-- Opening Marker --

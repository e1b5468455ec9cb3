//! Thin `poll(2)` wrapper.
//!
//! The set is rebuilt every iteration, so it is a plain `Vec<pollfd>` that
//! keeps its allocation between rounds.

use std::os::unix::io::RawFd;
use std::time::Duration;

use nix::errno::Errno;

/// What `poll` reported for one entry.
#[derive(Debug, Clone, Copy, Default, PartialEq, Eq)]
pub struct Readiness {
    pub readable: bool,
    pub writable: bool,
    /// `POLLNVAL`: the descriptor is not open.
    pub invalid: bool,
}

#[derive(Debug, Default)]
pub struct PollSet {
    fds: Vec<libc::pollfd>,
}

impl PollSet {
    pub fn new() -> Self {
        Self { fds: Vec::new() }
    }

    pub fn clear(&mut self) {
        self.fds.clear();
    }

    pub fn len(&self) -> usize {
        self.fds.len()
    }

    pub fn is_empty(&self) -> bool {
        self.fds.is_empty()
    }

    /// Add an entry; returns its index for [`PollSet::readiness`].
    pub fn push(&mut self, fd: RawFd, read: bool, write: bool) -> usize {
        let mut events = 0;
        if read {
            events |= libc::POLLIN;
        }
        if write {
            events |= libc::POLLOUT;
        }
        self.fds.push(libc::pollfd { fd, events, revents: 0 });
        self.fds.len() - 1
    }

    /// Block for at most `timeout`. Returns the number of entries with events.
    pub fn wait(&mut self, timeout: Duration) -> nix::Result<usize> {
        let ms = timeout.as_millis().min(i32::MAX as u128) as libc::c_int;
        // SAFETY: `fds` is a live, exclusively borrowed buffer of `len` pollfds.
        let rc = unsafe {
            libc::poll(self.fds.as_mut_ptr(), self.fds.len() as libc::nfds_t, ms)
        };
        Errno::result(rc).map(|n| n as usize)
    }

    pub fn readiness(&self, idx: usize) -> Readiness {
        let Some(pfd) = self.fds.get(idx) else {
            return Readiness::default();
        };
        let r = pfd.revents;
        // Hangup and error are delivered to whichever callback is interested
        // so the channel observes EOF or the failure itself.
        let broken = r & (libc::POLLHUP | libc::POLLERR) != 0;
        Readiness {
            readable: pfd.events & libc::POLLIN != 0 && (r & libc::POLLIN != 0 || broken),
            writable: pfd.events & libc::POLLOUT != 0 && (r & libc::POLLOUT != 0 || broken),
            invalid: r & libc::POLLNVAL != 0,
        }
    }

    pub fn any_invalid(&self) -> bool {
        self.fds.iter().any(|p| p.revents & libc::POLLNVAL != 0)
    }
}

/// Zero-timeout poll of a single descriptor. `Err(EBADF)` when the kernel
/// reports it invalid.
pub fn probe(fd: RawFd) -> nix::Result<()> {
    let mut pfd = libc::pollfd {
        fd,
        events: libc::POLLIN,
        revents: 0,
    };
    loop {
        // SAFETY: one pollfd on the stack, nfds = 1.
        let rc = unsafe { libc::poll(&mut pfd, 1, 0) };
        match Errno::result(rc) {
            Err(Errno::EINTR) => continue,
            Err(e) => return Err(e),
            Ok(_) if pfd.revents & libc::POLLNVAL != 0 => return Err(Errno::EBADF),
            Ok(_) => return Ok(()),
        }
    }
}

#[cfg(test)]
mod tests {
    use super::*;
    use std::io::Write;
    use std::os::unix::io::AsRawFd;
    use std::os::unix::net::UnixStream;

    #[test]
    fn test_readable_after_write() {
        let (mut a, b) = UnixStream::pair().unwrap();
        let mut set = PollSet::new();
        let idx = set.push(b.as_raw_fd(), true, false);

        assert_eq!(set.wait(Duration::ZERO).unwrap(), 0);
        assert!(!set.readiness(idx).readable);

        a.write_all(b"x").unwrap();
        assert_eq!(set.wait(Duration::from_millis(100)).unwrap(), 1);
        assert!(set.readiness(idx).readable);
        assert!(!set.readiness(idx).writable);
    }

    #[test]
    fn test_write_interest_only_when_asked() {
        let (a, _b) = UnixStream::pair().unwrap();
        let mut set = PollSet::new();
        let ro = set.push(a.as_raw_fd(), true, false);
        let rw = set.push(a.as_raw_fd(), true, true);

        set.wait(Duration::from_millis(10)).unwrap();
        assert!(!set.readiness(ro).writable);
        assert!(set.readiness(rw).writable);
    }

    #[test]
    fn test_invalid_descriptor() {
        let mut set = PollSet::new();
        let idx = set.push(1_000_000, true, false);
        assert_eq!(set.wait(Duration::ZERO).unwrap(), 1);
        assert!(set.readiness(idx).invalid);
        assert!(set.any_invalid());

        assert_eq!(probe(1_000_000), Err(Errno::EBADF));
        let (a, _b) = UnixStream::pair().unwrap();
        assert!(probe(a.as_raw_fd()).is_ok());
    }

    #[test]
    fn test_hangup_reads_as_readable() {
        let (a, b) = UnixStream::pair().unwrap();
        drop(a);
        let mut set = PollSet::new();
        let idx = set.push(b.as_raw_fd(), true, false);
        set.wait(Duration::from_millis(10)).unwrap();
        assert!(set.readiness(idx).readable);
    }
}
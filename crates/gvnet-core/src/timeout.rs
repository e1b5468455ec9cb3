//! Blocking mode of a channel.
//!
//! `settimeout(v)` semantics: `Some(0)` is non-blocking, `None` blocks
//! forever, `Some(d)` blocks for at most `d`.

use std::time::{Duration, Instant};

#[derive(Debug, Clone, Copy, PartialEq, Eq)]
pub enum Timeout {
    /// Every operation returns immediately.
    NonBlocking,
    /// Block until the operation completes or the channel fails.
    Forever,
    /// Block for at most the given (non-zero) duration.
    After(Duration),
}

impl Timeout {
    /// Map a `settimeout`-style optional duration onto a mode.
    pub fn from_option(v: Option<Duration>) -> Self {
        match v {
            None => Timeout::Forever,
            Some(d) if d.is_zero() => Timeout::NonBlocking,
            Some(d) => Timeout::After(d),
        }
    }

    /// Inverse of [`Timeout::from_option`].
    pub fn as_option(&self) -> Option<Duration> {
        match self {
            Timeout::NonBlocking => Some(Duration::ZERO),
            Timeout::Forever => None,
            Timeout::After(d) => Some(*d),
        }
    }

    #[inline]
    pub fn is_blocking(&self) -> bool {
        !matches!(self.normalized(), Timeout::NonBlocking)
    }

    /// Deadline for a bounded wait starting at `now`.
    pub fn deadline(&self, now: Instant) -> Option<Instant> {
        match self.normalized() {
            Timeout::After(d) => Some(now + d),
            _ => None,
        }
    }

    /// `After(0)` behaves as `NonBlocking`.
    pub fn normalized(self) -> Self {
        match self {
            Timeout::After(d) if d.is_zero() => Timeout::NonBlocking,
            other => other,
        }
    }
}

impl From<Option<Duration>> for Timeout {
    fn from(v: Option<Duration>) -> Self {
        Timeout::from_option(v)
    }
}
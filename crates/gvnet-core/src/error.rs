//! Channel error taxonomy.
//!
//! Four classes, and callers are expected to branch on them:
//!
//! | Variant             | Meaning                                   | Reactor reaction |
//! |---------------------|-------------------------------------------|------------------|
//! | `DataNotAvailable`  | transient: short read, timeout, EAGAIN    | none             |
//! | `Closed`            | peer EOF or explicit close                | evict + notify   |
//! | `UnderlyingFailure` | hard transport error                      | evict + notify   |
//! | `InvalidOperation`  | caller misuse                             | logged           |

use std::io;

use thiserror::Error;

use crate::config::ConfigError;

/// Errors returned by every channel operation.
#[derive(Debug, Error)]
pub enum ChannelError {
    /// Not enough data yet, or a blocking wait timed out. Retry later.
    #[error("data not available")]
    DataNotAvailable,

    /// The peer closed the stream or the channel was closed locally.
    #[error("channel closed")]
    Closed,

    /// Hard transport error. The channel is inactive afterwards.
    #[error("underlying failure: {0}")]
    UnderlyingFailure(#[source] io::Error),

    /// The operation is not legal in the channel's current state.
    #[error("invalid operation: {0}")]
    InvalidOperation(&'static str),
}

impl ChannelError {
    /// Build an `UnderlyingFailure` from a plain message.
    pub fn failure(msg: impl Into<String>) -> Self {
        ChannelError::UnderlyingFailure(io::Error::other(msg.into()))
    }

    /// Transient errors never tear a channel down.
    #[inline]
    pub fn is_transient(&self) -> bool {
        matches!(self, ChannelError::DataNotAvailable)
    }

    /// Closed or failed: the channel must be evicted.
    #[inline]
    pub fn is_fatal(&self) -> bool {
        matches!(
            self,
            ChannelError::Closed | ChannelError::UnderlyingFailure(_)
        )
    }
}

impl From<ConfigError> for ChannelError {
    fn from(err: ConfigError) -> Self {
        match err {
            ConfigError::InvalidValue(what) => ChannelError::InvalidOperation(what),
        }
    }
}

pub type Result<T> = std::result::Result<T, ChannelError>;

-- Closing Marker --

What the task asks = Retype exactly the lines of the data above that fall between the line with "Reactor reaction |" and the line with "read, timeout, EAGAIN", inclusive, and add nothing.

Answer space =
//! | Variant             | Meaning                                   | Reactor reaction |
//! |---------------------|-------------------------------------------|------------------|
//! | `DataNotAvailable`  | transient: short read, timeout, EAGAIN    | none             |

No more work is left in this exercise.